Foreign Minister Abdul Sattar said Pakistan was greatly concerned at requests by the Northern Alliance - a disparate grouping of anti-Taliban forces - for "foreign military assistance" in its fight against the Taliban.
"We fear that any such decision on the part of any foreign power to give assistance to one side or another in Afghanistan is a recipe for great suffering for the people of Afghanistan," he told a joint press conference held with members of a visiting European Union delegation.
Sattar's remarks were a clear warning to the United States, whose military forces have been massing in the region ahead of an expected military strike on the Taliban, which has refused to hand over Osama bin Laden.

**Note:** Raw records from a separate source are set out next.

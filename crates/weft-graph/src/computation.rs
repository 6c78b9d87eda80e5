//! Computation declaration: parameters plus a shaped returns specification.

use crate::node::OpId;

/// What a computation returns.
///
/// The shape of the declaration (single value, ordered sequence, or set)
/// is preserved through distribution and reproduced in the merged result.
#[derive(Clone, Debug, PartialEq, Eq)]
pub enum Returns {
    /// One value, returned bare.
    Single(OpId),
    /// An ordered sequence of values.
    Sequence(Vec<OpId>),
    /// An unordered set of values, returned as a table keyed by identity.
    Set(Vec<OpId>),
}

impl Returns {
    /// The requested return ids, deduplicated, in declaration order.
    pub fn ids(&self) -> Vec<OpId> {
        let ids: &[OpId] = match self {
            Returns::Single(id) => std::slice::from_ref(id),
            Returns::Sequence(ids) | Returns::Set(ids) => ids,
        };
        let mut out = Vec::new();
        for &id in ids {
            if !out.contains(&id) {
                out.push(id);
            }
        }
        out
    }
}

/// A declared computation over an operation graph.
#[derive(Clone, Debug)]
pub struct Computation {
    /// Ordered parameter nodes; invocation values arrive in this order.
    pub parameters: Vec<OpId>,
    /// The returns specification.
    pub returns: Returns,
}

impl Computation {
    pub fn new(parameters: Vec<OpId>, returns: Returns) -> Self {
        Self {
            parameters,
            returns,
        }
    }
}

#[cfg(test)]
mod tests {
    use super::*;

    #[test]
    fn returns_ids_dedup_preserves_order() {
        let a = OpId::from_index(0);
        let b = OpId::from_index(1);
        assert_eq!(Returns::Single(a).ids(), vec![a]);
        assert_eq!(Returns::Sequence(vec![b, a, b]).ids(), vec![b, a]);
        assert_eq!(Returns::Set(vec![a, b]).ids(), vec![a, b]);
    }
}
//! Daemon bootstrap orchestration.

use std::sync::Arc;

use ortho_config::OrthoError;
use thiserror::Error;

use garden_config::{Config, SocketPreparationError};

use crate::health::HealthReporter;
use crate::telemetry::{self, TelemetryError};

/// Trait abstracting configuration loading for testability.
pub trait ConfigLoader: Send + Sync {
    /// Loads the daemon configuration.
    ///
    /// # Errors
    ///
    /// Returns the loader error when any configuration layer is malformed.
    fn load(&self) -> Result<Config, Arc<OrthoError>>;
}

/// Loader that reads the process arguments, environment and config file.
#[derive(Debug, Default, Clone, Copy)]
pub struct SystemConfigLoader;

impl ConfigLoader for SystemConfigLoader {
    fn load(&self) -> Result<Config, Arc<OrthoError>> {
        Config::load_from_process()
    }
}

/// Errors surfaced during bootstrap.
#[derive(Debug, Error)]
pub enum BootstrapError {
    /// Configuration failed to load.
    #[error("failed to load configuration: {source}")]
    Configuration {
        /// Underlying loader error.
        #[source]
        source: Arc<OrthoError>,
    },
    /// Telemetry initialisation failed.
    #[error("failed to initialise telemetry: {source}")]
    Telemetry {
        /// Underlying telemetry error.
        #[source]
        source: TelemetryError,
    },
    /// Socket preparation failed.
    #[error("failed to prepare daemon socket: {source}")]
    Socket {
        /// Filesystem error reported while preparing the socket directory.
        #[source]
        source: SocketPreparationError,
    },
}

/// Result of a successful bootstrap invocation.
#[derive(Debug)]
pub struct Daemon {
    config: Config,
}

impl Daemon {
    /// Accessor for the resolved configuration.
    #[must_use]
    pub fn config(&self) -> &Config {
        &self.config
    }
}

/// Loads configuration, installs telemetry and prepares the socket directory,
/// reporting each outcome to `reporter`.
///
/// # Errors
///
/// Returns [`BootstrapError`] naming the first step that failed.
pub fn bootstrap_with(
    loader: &dyn ConfigLoader,
    reporter: Arc<dyn HealthReporter>,
) -> Result<Daemon, BootstrapError> {
    reporter.bootstrap_starting();

    let config = match loader.load() {
        Ok(config) => config,
        Err(source) => {
            let error = BootstrapError::Configuration { source };
            reporter.bootstrap_failed(&error);
            return Err(error);
        }
    };

    if let Err(source) = telemetry::initialise(&config) {
        let error = BootstrapError::Telemetry { source };
        reporter.bootstrap_failed(&error);
        return Err(error);
    }

    if let Err(source) = config.prepare_socket_directory() {
        let error = BootstrapError::Socket { source };
        reporter.bootstrap_failed(&error);
        return Err(error);
    }

    reporter.bootstrap_succeeded(&config);
    Ok(Daemon { config })
}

Bin Laden has been identified by Washington as the suspected mastermind of the September 11th plane attacks on the World Trade Center and Pentagon which claimed nearly 6,800 lives.
U.S. State Department spokesman Richard Boucher had said Monday that the United States was in "close touch" with many Afghan factions, including the northern opposition forces.
Pakistan has always sided with the Pashtun ethnic majority in Afghanistan, to which the Taliban belong.
With a nod to British and Soviet failures, Sattar said the history of Afghanistan had proved that foreign interference in its internal affairs was anathema to the Afghan people.
"They have never acquiesced to a proxy government imposed on them from the outside. This should be borne in mind in the future," Sattar said.
"Those who intervened in Afghanistan and tried to plant their own preferred leaders in Afghanistan paid a very high price for that blunder," he added.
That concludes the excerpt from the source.